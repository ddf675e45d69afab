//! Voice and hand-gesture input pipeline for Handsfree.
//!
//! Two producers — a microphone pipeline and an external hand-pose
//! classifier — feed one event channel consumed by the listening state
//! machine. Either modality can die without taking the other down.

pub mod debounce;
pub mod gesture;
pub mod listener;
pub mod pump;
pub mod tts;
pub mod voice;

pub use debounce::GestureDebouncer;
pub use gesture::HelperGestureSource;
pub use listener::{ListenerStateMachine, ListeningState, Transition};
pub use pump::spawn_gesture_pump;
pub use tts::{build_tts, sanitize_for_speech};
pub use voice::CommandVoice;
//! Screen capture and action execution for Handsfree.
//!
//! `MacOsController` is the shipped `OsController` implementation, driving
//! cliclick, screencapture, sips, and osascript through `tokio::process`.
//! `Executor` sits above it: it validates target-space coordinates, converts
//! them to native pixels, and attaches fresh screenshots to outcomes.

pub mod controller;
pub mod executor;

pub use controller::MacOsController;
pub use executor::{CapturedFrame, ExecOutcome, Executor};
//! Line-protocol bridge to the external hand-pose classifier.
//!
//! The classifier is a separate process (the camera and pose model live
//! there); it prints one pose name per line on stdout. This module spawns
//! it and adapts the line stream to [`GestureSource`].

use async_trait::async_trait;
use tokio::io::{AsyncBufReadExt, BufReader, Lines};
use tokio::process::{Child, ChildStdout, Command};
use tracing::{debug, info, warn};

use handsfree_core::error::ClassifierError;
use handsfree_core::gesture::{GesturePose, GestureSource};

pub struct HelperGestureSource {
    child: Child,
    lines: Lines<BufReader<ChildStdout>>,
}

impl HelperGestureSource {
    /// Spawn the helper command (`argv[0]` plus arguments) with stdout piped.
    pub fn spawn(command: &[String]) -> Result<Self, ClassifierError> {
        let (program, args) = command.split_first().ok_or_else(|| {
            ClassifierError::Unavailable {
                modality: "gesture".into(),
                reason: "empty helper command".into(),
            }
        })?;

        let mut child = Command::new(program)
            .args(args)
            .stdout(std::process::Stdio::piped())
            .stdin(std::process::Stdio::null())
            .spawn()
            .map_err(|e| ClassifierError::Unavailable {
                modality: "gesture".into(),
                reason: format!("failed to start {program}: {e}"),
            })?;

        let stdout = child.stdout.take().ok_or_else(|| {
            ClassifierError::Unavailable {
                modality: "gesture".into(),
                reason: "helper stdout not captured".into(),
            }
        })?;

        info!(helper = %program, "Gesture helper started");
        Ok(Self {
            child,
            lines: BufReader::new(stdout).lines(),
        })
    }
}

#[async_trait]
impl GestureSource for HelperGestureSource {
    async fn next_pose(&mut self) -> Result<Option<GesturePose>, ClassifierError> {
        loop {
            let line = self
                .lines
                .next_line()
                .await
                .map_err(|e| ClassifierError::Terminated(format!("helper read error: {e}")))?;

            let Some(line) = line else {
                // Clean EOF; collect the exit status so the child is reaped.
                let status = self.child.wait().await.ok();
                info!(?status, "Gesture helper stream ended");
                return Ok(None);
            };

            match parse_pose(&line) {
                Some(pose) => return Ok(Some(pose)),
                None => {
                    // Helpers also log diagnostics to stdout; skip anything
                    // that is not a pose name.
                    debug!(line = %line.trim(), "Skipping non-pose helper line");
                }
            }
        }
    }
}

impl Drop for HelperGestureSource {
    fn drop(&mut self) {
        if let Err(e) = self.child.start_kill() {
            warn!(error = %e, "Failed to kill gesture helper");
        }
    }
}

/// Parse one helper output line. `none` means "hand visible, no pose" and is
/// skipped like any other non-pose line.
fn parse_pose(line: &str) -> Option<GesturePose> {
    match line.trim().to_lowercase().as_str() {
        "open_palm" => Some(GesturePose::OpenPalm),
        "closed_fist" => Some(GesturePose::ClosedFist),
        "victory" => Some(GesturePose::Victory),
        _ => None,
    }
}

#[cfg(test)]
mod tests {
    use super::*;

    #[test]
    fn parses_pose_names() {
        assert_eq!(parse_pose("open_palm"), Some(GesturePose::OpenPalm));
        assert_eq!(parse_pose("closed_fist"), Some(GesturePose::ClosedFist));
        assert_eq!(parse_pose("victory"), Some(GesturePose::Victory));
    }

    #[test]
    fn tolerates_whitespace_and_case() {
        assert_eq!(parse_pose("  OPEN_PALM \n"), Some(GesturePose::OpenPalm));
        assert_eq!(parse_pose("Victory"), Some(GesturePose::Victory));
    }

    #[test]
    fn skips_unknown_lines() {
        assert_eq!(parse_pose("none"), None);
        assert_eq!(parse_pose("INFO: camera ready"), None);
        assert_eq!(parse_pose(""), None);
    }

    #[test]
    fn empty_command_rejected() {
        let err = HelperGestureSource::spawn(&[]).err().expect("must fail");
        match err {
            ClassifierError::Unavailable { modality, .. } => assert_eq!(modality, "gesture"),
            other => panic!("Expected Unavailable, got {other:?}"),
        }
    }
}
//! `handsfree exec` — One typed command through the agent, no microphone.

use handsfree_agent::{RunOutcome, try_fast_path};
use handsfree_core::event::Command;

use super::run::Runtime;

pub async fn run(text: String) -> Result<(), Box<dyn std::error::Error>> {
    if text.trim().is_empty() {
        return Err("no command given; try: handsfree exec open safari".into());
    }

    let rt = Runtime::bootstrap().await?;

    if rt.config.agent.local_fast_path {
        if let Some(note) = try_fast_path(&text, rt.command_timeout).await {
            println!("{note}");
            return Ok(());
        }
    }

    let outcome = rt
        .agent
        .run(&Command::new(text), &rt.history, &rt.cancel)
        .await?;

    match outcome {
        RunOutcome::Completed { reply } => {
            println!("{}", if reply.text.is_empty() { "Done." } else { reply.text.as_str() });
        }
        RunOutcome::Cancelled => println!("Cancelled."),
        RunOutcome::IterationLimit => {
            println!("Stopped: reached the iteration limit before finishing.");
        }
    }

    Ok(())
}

+---+

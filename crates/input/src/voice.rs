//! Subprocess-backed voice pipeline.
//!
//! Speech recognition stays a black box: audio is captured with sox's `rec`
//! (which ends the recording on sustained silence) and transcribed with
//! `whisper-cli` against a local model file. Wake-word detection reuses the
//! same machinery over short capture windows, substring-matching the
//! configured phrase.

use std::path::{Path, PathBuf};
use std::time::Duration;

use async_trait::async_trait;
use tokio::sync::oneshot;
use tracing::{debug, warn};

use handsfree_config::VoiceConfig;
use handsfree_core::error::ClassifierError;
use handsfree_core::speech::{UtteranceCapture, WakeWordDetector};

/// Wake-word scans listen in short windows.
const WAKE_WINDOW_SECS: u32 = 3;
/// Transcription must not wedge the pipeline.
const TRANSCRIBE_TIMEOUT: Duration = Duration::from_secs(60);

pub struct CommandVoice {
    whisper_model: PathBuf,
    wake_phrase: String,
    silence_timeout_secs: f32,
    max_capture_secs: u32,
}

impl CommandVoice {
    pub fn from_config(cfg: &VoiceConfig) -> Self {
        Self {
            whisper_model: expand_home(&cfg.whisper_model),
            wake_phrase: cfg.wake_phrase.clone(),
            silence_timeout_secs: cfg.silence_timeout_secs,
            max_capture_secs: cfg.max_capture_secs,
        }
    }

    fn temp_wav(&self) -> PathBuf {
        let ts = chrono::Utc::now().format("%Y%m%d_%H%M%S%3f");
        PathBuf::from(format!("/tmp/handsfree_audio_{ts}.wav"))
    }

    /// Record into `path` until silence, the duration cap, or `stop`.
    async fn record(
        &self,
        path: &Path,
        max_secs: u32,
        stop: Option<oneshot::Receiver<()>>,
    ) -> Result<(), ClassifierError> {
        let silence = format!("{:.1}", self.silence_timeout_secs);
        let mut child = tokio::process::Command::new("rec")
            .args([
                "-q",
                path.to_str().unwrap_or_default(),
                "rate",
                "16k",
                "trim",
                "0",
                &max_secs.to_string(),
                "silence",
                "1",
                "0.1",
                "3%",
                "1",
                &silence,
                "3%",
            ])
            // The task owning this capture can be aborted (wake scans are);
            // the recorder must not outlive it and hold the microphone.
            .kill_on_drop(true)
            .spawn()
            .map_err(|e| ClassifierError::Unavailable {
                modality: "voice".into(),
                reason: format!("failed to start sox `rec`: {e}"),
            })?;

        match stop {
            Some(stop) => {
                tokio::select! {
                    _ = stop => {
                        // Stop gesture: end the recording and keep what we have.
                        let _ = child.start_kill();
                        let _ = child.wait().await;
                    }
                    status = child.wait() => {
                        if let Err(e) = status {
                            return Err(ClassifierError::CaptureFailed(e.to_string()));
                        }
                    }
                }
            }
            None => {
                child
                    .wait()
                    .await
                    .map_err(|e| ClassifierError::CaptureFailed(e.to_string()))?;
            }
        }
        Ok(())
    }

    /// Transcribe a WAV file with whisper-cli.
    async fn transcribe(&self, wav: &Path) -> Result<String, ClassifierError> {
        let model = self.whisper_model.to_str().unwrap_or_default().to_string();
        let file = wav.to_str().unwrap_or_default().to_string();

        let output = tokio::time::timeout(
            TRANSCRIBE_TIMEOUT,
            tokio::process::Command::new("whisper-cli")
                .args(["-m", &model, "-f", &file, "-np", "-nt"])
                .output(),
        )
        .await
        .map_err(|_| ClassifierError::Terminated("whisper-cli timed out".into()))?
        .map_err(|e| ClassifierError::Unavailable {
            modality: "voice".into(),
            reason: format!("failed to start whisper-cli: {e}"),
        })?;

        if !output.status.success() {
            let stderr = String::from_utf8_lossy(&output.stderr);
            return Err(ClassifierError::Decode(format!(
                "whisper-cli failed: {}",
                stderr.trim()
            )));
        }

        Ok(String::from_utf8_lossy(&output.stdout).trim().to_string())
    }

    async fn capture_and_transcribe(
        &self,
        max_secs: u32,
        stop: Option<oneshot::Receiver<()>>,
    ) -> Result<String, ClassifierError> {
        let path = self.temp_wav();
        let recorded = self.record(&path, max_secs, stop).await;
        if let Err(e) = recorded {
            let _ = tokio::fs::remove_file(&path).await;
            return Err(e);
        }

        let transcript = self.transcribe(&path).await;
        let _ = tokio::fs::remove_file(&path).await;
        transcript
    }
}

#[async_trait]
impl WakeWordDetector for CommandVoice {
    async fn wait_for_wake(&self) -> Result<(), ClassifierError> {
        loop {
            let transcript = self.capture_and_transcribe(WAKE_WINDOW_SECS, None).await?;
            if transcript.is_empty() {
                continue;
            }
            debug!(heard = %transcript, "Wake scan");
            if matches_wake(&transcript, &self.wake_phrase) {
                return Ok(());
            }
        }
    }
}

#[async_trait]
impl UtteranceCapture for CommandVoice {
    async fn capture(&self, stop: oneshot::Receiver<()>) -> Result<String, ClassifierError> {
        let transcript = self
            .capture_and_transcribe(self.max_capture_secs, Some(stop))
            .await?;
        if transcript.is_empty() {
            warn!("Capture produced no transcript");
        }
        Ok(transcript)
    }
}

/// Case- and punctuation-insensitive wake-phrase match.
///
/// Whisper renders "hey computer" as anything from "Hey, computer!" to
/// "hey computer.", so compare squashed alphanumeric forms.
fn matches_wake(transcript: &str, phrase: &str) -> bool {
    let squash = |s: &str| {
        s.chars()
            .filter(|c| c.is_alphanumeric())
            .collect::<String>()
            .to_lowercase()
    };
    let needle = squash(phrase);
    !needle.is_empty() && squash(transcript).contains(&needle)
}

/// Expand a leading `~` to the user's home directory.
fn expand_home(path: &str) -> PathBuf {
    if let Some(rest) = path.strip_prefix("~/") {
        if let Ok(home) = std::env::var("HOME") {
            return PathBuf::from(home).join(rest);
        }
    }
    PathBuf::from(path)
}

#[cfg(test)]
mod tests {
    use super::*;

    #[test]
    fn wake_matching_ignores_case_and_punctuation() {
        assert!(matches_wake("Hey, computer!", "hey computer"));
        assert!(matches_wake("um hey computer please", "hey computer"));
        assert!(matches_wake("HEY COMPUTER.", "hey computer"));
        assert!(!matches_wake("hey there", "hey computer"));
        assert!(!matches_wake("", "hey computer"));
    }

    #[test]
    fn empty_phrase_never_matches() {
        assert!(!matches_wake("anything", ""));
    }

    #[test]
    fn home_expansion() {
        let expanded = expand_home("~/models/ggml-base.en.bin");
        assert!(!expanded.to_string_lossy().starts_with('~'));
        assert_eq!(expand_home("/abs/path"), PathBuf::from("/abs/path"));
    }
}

+---+

About this exercise: Transcribe the records above exactly, beginning at the line that contains "repository ddf675e45d69afab" and ending with the line that contains "target-space coordinates, converts", both included, and nothing else.

Expected answer:
repository ddf675e45d69afab
//! Voice and hand-gesture input pipeline for Handsfree.
//!
//! Two producers — a microphone pipeline and an external hand-pose
//! classifier — feed one event channel consumed by the listening state
//! machine. Either modality can die without taking the other down.

pub mod debounce;
pub mod gesture;
pub mod listener;
pub mod pump;
pub mod tts;
pub mod voice;

pub use debounce::GestureDebouncer;
pub use gesture::HelperGestureSource;
pub use listener::{ListenerStateMachine, ListeningState, Transition};
pub use pump::spawn_gesture_pump;
pub use tts::{build_tts, sanitize_for_speech};
pub use voice::CommandVoice;
//! Screen capture and action execution for Handsfree.
//!
//! `MacOsController` is the shipped `OsController` implementation, driving
//! cliclick, screencapture, sips, and osascript through `tokio::process`.
//! `Executor` sits above it: it validates target-space coordinates, converts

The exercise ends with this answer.